Your task >> Copy out exactly the lines below that run from the one holding "pub fn waiting(&self)" to the one holding "that did not.", keeping both of those lines and no others.

--- Provided information Enclosed Below ---

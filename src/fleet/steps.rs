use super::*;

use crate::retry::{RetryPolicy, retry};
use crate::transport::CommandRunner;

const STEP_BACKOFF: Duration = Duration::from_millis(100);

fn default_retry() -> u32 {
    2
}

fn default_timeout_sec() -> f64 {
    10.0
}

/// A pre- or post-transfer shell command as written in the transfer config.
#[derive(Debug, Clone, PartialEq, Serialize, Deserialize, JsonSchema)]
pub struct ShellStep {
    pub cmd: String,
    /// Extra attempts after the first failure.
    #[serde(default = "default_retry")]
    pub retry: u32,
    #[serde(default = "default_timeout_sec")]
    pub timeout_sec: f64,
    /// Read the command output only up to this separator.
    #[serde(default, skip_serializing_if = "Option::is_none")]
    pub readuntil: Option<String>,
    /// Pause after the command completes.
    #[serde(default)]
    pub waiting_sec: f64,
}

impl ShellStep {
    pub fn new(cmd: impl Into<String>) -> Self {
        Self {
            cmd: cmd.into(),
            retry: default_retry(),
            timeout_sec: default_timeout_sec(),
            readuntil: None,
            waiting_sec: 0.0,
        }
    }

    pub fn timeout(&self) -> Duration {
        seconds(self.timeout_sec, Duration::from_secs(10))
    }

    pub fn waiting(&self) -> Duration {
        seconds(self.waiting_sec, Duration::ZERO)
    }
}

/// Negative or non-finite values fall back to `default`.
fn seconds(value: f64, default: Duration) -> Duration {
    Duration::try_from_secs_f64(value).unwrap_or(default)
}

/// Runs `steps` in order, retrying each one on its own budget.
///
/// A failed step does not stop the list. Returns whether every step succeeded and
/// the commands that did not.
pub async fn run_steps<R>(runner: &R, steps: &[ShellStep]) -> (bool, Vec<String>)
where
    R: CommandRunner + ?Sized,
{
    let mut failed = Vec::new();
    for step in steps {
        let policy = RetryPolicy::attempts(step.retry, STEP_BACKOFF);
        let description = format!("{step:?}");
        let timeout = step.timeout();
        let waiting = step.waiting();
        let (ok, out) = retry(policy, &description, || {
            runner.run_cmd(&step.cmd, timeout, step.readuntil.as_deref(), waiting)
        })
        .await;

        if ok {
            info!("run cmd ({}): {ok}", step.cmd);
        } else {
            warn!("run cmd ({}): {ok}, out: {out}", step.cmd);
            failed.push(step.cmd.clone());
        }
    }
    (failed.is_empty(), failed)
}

--- End of Enclosed Provided information ---
--- Provided information Enclosed Below ---

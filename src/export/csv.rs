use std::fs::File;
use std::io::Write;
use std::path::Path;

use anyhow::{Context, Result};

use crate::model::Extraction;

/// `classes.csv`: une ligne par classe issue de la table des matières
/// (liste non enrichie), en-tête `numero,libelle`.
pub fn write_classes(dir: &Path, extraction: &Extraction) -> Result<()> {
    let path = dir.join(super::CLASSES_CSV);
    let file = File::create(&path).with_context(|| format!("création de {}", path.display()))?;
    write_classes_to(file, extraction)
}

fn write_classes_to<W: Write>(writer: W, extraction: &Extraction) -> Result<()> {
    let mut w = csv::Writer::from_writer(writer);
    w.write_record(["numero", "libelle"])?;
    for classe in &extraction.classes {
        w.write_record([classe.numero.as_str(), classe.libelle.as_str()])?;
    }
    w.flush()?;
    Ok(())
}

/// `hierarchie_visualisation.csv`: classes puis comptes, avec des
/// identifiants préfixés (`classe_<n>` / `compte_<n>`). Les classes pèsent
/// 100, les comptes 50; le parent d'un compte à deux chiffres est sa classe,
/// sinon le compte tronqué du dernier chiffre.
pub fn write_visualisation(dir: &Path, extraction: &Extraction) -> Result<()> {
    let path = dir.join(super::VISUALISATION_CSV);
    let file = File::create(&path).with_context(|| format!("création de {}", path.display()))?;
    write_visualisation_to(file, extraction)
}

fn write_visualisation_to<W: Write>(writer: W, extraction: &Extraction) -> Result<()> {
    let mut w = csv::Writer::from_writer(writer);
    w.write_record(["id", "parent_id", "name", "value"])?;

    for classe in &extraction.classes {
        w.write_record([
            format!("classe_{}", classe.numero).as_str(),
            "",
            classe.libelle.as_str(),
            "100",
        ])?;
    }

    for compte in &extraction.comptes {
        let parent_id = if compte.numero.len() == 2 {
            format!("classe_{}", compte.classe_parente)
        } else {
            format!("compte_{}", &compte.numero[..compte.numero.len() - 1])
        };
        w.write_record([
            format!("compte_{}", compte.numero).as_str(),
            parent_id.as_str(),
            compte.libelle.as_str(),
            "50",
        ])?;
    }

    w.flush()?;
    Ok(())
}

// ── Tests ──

--- End of Enclosed Provided information ---

Answer box >>
    pub fn waiting(&self) -> Duration {
        seconds(self.waiting_sec, Duration::ZERO)
    }
}

/// Negative or non-finite values fall back to `default`.
fn seconds(value: f64, default: Duration) -> Duration {
    Duration::try_from_secs_f64(value).unwrap_or(default)
}

/// Runs `steps` in order, retrying each one on its own budget.
///
/// A failed step does not stop the list. Returns whether every step succeeded and
/// the commands that did not.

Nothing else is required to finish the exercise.